After the failure of Mr. Lloyd George's negotiations for settlement in the summer of 1916 the Nationalists practically dropped all pretence of helping the Government to carry on the war. They were, no doubt, beginning to realise how completely they were losing hold of the people of Southern Ireland, and that the only chance of regaining their vanishing popularity was by an attitude of hostility to the British Government.

Frequently during the autumn and winter they raised debates in Parliament on the demand that the Home Rule Act should immediately come into operation, and threatened that if this were not done recruits from Ireland would not be forthcoming, although the need for men was now a matter of great national urgency. They ignored the fact that Mr. Redmond was a consenting party to Mr. Asquith's policy of holding Home Rule in abeyance till after the war, and attempted to explain away their own loss of influence in Ireland by alleging that the exasperation of the Irish people at the delay in obtaining "self-government" was the cause of their alienation from England, and of the growth of Sinn Fein.

In December 1916 the Asquith Government came to an end, and Mr. Lloyd George became Prime Minister. He had shown his estimate of Sir Edward Carson's statesmanship by pressing Mr. Asquith to entrust the entire conduct of the war to a Committee of four, of whom the Ulster leader should be one; and, having failed in this attempt to infuse energy and decision into the counsels of his Chief, he turned him out and formed a Ministry with Carson in the office of First Lord of the Admiralty, at that time one of the most vital in the Government. Colonel James Craig also joined the Ministry as Treasurer of the Household.

The change of Government did nothing to alter the attitude of the Nationalists, unless, indeed, the return of Carson to high office added to the fierceness of their attacks. On the 26th of February 1917—just when "unrestricted submarine warfare" was bringing the country into its greatest peril—Mr. Dillon called upon the Government to release twenty-eight men who had been deported from Ireland, and who were declared by Mr. Duke, the Chief Secretary, to have been deeply implicated in the Easter rebellion of the previous year; and a week later Mr. T.P. O'Connor returned to the charge with another demand for Home Rule without further ado.

The debate on Mr. O'Connor's motion on the 7th of March was made memorable by the speech of Major William Redmond, home on leave from the trenches in France, whose sincere and impassioned appeal for oblivion of old historic quarrels between Irish Catholics and Protestants, who were at that moment fighting and dying side by side in France, made a deep impression on the House of Commons and the country. And when this gallant officer fell in action not long afterwards and was carried out of the firing line by Ulster soldiers, his speech on the 7th of March was recalled and made the peg on which to hang many adjurations to Ulster to come into line with their Nationalist fellow-countrymen of the South.

Such appeals revealed a curious inability to grasp the realities of the situation.

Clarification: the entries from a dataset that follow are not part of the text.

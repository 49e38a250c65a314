use crate::domain::models::{Certificate, Platform};
use crate::error::CertError;
use crate::services::environment::{self, EnvProbes};
use crate::services::journal::LogSource;
use crate::services::summary;
use crate::services::text::{self, TAB_WIDTH};

/// Assemble the certificate: environment snapshot, host and guest group
/// summaries, and the raw log excerpt for the version's time window.
/// Any classification, description or attestation error aborts here and no
/// partial certificate is emitted.
pub fn build_certificate(
    source: &dyn LogSource,
    probes: &dyn EnvProbes,
    version: &str,
) -> Result<Certificate, CertError> {
    let environment = environment::test_environment_details(source, probes)?;
    let host = summary::build_group_summary(source, Platform::Host, version)?;
    let guest = summary::build_group_summary(source, Platform::Guest, version)?;
    let log = version_log(source, version)?;
    Ok(Certificate {
        version: version.to_string(),
        environment,
        host_summary: summary::render_group_summary(&host),
        guest_summary: summary::render_group_summary(&guest),
        log,
    })
}

/// The verbatim journal excerpt for the version's window: UTC timestamps,
/// no hostname column.
pub fn version_log(source: &dyn LogSource, version: &str) -> Result<String, CertError> {
    let filter = format!("SEV_VERSION={version}");
    source.query(Platform::Host, &[&filter, "--no-hostname", "--utc"])
}

/// Concatenate the certificate sections in fixed order and expand tabs as
/// the last step. The returned text is the literal artifact to print,
/// persist or publish; nothing transforms it afterwards.
pub fn render_certificate(certificate: &Certificate) -> String {
    let mut content = String::from("\n ====== SEV CERTIFICATE ====== \n");
    content.push_str(&format!("\n SEV VERSION: {} \n", certificate.version));
    content.push_str("\n === TEST ENVIRONMENT DETAILS === \n");
    content.push_str(&certificate.environment);
    content.push_str("\n=== SUMMARY ===\n");
    content.push_str(&certificate.host_summary);
    content.push_str(&certificate.guest_summary);
    content.push_str(&format!("\n=== SEV VERSION {} LOG ===\n", certificate.version));
    content.push_str(&certificate.log);
    text::expand_tabs(&content, TAB_WIDTH)
}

Men spoke and wrote as if it were something new and wonderful for Irishmen of the "two nations" to be found fighting side by side in the British Army—as if the same thing had not been seen in the Peninsula, in the Crimea, on the Indian frontier, in South Africa, and in many another fight. Ulstermen, like everybody else who knew Major Redmond, deplored the loss of a very gallant officer and a very lovable man. But they could not understand why his death should be made a reason for a change in their political convictions. When Major Arthur O'Neill, an Ulster member, was killed in action in 1914, no one had suggested that Nationalists should on that account turn Unionists. Why, they wondered, should Unionists any more turn Nationalists because a Nationalist M.P. had made the same supreme sacrifice? All this sentimental talk of that time was founded on the misconception that Ulster's attachment to the Union was the result of personal prejudice against Catholics of the South, instead of being, as it was, a deliberate and reasoned conviction as to the best government for Ireland.

This distinction was clearly brought out in the same debate by Sir John Lonsdale, who, when Carson became a member of the Cabinet, had been elected leader of the Ulster Party in the House of Commons; and an emphatic pronouncement, which went to the root of the controversy, was made in reply to the Nationalists by the Prime Minister. In the north-eastern portion of Ireland, he said:

"You have a population as hostile to Irish rule as the rest of Ireland is to British rule, yea, and as ready to rebel against it as the rest of Ireland is against British rule—as alien in blood, in religious faith, in traditions, in outlook—as alien from the rest of Ireland in this respect as the inhabitants of Fife or Aberdeen. To place them under National rule against their will would be as glaring an outrage on the principles of liberty and self-government as the denial of self-government would be for the rest of Ireland."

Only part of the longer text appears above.